Nilai Syariah dalam Semua Lini Pelayanan RSUDZA

RUMAH Sakit Umum Daerah dr Zainoel Abidin (RSUDZA) Banda Aceh kini sedang berproses menuju rumah sakit syariah terbesar di Provinsi Aceh.

Pada awal Oktober 2018 lalu, rumah sakit plat merah milik Pemerintah Aceh ini telah menjalani pra-survey sertifikasi rumah sakit syariah oleh tim assesor dari Majelis Upaya Kesehatan Islam Seluruh Indonesia (MUKISI) Pusat.

Ketua MUKISI Pusat, dr. Masyhudi AM, M.Kes bersama wakil sekretaris MUKISI turun langsung ke RSUD dr. Zainoel Abidin. Bahkan mereka ikut melakukan pengecekan dokumen yang terkait dengan butir-butir standar penilaian rumah sakit syariah serta melihat langsung implementasi dan menelusuri beberapa ruangan.
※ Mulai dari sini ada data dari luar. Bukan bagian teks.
//! Mesh data structures and generation
//!
//! Primitives use a left-handed frame and wind front faces clockwise as seen
//! from outside, matching the renderer's back-face culling.

use std::f32::consts::PI;

use glam::{Vec2, Vec3, Vec4};

use crate::backend::{
    BackendResult, BufferDescriptor, BufferHandle, BufferUsage, GraphicsBackend, IndexFormat,
    Vertex,
};

/// CPU-side geometry
#[derive(Debug, Clone, Default)]
pub struct MeshData {
    pub vertices: Vec<Vertex>,
    pub indices: Vec<u32>,
    pub name: String,
}

impl MeshData {
    pub fn new(name: &str) -> Self {
        Self {
            vertices: Vec::new(),
            indices: Vec::new(),
            name: name.to_string(),
        }
    }

    pub fn vertex_count(&self) -> usize {
        self.vertices.len()
    }

    pub fn index_count(&self) -> usize {
        self.indices.len()
    }

    pub fn triangle_count(&self) -> usize {
        self.indices.len() / 3
    }

    pub fn vertex_bytes(&self) -> &[u8] {
        bytemuck::cast_slice(&self.vertices)
    }

    pub fn index_bytes(&self) -> &[u8] {
        bytemuck::cast_slice(&self.indices)
    }

    /// Tint every vertex
    pub fn with_color(mut self, color: Vec4) -> Self {
        for vertex in &mut self.vertices {
            vertex.color = color;
        }
        self
    }

    /// Single triangle in the XY plane facing -Z
    pub fn triangle() -> Self {
        let mut mesh = MeshData::new("triangle");
        let normal = -Vec3::Z;
        mesh.vertices = vec![
            Vertex::new(Vec3::new(0.0, 0.5, 0.0), normal, Vec2::new(0.5, 0.0)),
            Vertex::new(Vec3::new(0.5, -0.5, 0.0), normal, Vec2::new(1.0, 1.0)),
            Vertex::new(Vec3::new(-0.5, -0.5, 0.0), normal, Vec2::new(0.0, 1.0)),
        ];
        mesh.indices = vec![0, 1, 2];
        mesh
    }

    /// Unit quad in the XY plane facing -Z
    pub fn quad() -> Self {
        let mut mesh = MeshData::new("quad");
        mesh.push_face(Vec3::ZERO, -Vec3::Z, Vec3::Y, Vec3::X, 0.5);
        mesh
    }

    /// Unit cube centered at origin
    pub fn cube() -> Self {
        let mut mesh = MeshData::new("cube");
        let faces = [
            (-Vec3::Z, Vec3::Y),
            (Vec3::Z, Vec3::Y),
            (Vec3::X, Vec3::Y),
            (-Vec3::X, Vec3::Y),
            (Vec3::Y, Vec3::Z),
            (-Vec3::Y, -Vec3::Z),
        ];
        for (normal, up) in faces {
            let right = up.cross(-normal);
            mesh.push_face(normal * 0.5, normal, up, right, 0.5);
        }
        mesh
    }

    /// Square face centered at `center`; `right` and `up` span it with `up x right == normal`
    fn push_face(&mut self, center: Vec3, normal: Vec3, up: Vec3, right: Vec3, half: f32) {
        let base = self.vertices.len() as u32;
        let (r, u) = (right * half, up * half);
        let corners = [
            (center - r - u, Vec2::new(0.0, 1.0)),
            (center - r + u, Vec2::new(0.0, 0.0)),
            (center + r + u, Vec2::new(1.0, 0.0)),
            (center + r - u, Vec2::new(1.0, 1.0)),
        ];
        for (position, uv) in corners {
            self.vertices.push(Vertex::new(position, normal, uv));
        }
        self.indices
            .extend_from_slice(&[base, base + 1, base + 2, base, base + 2, base + 3]);
    }

    /// UV sphere of radius 0.5 with `segments` slices and `segments` stacks
    pub fn sphere(segments: u32) -> Self {
        let mut mesh = MeshData::new("sphere");
        let segments = segments.max(3);
        let rings = segments;

        for ring in 0..=rings {
            let phi = PI * ring as f32 / rings as f32;
            for segment in 0..=segments {
                let theta = 2.0 * PI * segment as f32 / segments as f32;
                let normal = Vec3::new(phi.sin() * theta.cos(), phi.cos(), phi.sin() * theta.sin());
                let uv = Vec2::new(
                    segment as f32 / segments as f32,
                    ring as f32 / rings as f32,
                );
                mesh.vertices.push(Vertex::new(normal * 0.5, normal, uv));
            }
        }

        mesh.push_grid(rings, segments);
        mesh
    }

    /// Cylinder of radius 0.5 and height 1 along Y, with caps
    pub fn cylinder(segments: u32) -> Self {
        let mut mesh = MeshData::new("cylinder");
        let segments = segments.max(3);
        let (radius, half_height) = (0.5, 0.5);

        // Side: row 0 on top, row 1 at the bottom
        for (row, y) in [half_height, -half_height].into_iter().enumerate() {
            for segment in 0..=segments {
                let theta = 2.0 * PI * segment as f32 / segments as f32;
                let normal = Vec3::new(theta.cos(), 0.0, theta.sin());
                let position = Vec3::new(normal.x * radius, y, normal.z * radius);
                let uv = Vec2::new(segment as f32 / segments as f32, row as f32);
                mesh.vertices.push(Vertex::new(position, normal, uv));
            }
        }
        mesh.push_grid(1, segments);

        for (y, normal) in [(half_height, Vec3::Y), (-half_height, -Vec3::Y)] {
            let center = mesh.vertices.len() as u32;
            mesh.vertices
                .push(Vertex::new(Vec3::new(0.0, y, 0.0), normal, Vec2::splat(0.5)));

            for segment in 0..=segments {
                let theta = 2.0 * PI * segment as f32 / segments as f32;
                let (sin, cos) = theta.sin_cos();
                mesh.vertices.push(Vertex::new(
                    Vec3::new(cos * radius, y, sin * radius),
                    normal,
                    Vec2::new(0.5 + cos * 0.5, 0.5 + sin * 0.5),
                ));
            }

            for segment in 0..segments {
                let current = center + 1 + segment;
                let next = current + 1;
                if normal.y > 0.0 {
                    mesh.indices.extend_from_slice(&[center, next, current]);
                } else {
                    mesh.indices.extend_from_slice(&[center, current, next]);
                }
            }
        }

        mesh
    }

    /// Rows of `columns + 1` vertices, row index growing towards -Y / +phi
    fn push_grid(&mut self, rows: u32, columns: u32) {
        let stride = columns + 1;
        for row in 0..rows {
            for column in 0..columns {
                let a = row * stride + column;
                let b = a + stride;
                let c = b + 1;
                let d = a + 1;
                self.indices.extend_from_slice(&[a, c, b, a, d, c]);
            }
        }
    }

    /// Plane on the XZ axis facing +Y
    pub fn plane(width: f32, depth: f32, divisions: u32) -> Self {
        let mut mesh = MeshData::new("plane");
        let divisions = divisions.max(1);

        let half_width = width / 2.0;
        let half_depth = depth / 2.0;

        for z in 0..=divisions {
            for x in 0..=divisions {
                let u = x as f32 / divisions as f32;
                let v = z as f32 / divisions as f32;
                mesh.vertices.push(Vertex::new(
                    Vec3::new(-half_width + width * u, 0.0, -half_depth + depth * v),
                    Vec3::Y,
                    Vec2::new(u, v),
                ));
            }
        }

        let stride = divisions + 1;
        for z in 0..divisions {
            for x in 0..divisions {
                let a = z * stride + x;
                let b = a + stride;
                let c = b + 1;
                let d = a + 1;
                mesh.indices.extend_from_slice(&[a, b, c, a, c, d]);
            }
        }

        mesh
    }
}

/// Geometry uploaded to GPU buffers
#[derive(Debug)]
pub struct Mesh {
    name: String,
    vertex_buffer: BufferHandle,
    index_buffer: BufferHandle,
    vertex_count: u32,
    index_count: u32,
}

impl Mesh {
    pub(crate) fn upload<B: GraphicsBackend>(backend: &mut B, data: &MeshData) -> BackendResult<Self> {
        let vertex_buffer = backend.create_buffer_init(
            &BufferDescriptor {
                label: Some(format!("{} vertices", data.name)),
                size: data.vertex_bytes().len() as u64,
                usage: BufferUsage::VERTEX | BufferUsage::COPY_DST,
            },
            data.vertex_bytes(),
        )?;
        let index_buffer = match backend.create_buffer_init(
            &BufferDescriptor {
                label: Some(format!("{} indices", data.name)),
                size: data.index_bytes().len() as u64,
                usage: BufferUsage::INDEX | BufferUsage::COPY_DST,
            },
            data.index_bytes(),
        ) {
            Ok(buffer) => buffer,
            Err(err) => {
                backend.destroy_buffer(vertex_buffer);
                return Err(err);
            }
        };

        Ok(Self {
            name: data.name.clone(),
            vertex_buffer,
            index_buffer,
            vertex_count: data.vertices.len() as u32,
            index_count: data.indices.len() as u32,
        })
    }

    pub fn name(&self) -> &str {
        &self.name
    }

    pub fn vertex_count(&self) -> u32 {
        self.vertex_count
    }

    pub fn index_count(&self) -> u32 {
        self.index_count
    }

    /// Bind the buffers and issue one indexed draw
    pub(crate) fn draw<B: GraphicsBackend>(&self, backend: &mut B) {
        backend.set_vertex_buffer(0, self.vertex_buffer, 0);
        backend.set_index_buffer(self.index_buffer, 0, IndexFormat::Uint32);
        backend.draw_indexed(0..self.index_count, 0, 0..1);
    }
}

#[cfg(test)]
mod tests {
    use super::*;

    /// Every non-degenerate triangle must wind clockwise seen from the side its normals face
    fn assert_outward_winding(mesh: &MeshData) {
        for tri in mesh.indices.chunks(3) {
            let [a, b, c] = [tri[0], tri[1], tri[2]].map(|i| mesh.vertices[i as usize]);
            let cross = (b.position - a.position).cross(c.position - a.position);
            if cross.length_squared() < 1e-12 {
                continue;
            }
            let normal = a.normal + b.normal + c.normal;
            assert!(
                cross.dot(normal) > 0.0,
                "{}: triangle {:?} winds inwards",
                mesh.name,
                tri
            );
        }
    }

    fn assert_indices_in_range(mesh: &MeshData) {
        assert_eq!(mesh.indices.len() % 3, 0);
        assert!(mesh
            .indices
            .iter()
            .all(|&i| (i as usize) < mesh.vertices.len()));
    }

    #[test]
    fn primitives_wind_outwards() {
        for mesh in [
            MeshData::triangle(),
            MeshData::quad(),
            MeshData::cube(),
            MeshData::sphere(16),
            MeshData::cylinder(12),
            MeshData::plane(4.0, 2.0, 3),
        ] {
            assert_indices_in_range(&mesh);
            assert_outward_winding(&mesh);
        }
    }

    #[test]
    fn cube_has_six_faces() {
        let cube = MeshData::cube();
        assert_eq!(cube.vertex_count(), 24);
        assert_eq!(cube.triangle_count(), 12);
        assert!(cube
            .vertices
            .iter()
            .all(|v| v.position.abs().max_element() <= 0.5 + 1e-6));
    }

    #[test]
    fn sphere_vertices_lie_on_radius() {
        let sphere = MeshData::sphere(8);
        assert_eq!(sphere.vertex_count(), 81);
        assert_eq!(sphere.index_count(), 8 * 8 * 6);
        for v in &sphere.vertices {
            assert!((v.position.length() - 0.5).abs() < 1e-5);
        }
    }

    #[test]
    fn plane_spans_requested_extent() {
        let plane = MeshData::plane(10.0, 4.0, 2);
        assert_eq!(plane.vertex_count(), 9);
        assert_eq!(plane.triangle_count(), 8);
        let max = plane
            .vertices
            .iter()
            .fold(Vec3::splat(f32::MIN), |m, v| m.max(v.position));
        assert_eq!(max, Vec3::new(5.0, 0.0, 2.0));
    }

    #[test]
    fn with_color_tints_all_vertices() {
        let quad = MeshData::quad().with_color(Vec4::new(1.0, 0.0, 0.0, 1.0));
        assert!(quad.vertices.iter().all(|v| v.color.x == 1.0 && v.color.y == 0.0));
    }
}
Pra survey berlangsung tanpa hambatan, tim MUKISI melihat rumah sakit kebanggaan masyarakat Aceh sangat siap menjalani seluruh tahapan survei.

Direktur RSUDZA, Dr dr Azharuddin SpOT K-Spine FICS menyampaikan, untuk meraih akreditasi rumah sakit syariah, RSUDZA tentunya harus mengikuti seluruh tahapan dan rangkaian, mulai dari pendampingan sampai pra survey yang sudah dijalani awal Oktober lalu.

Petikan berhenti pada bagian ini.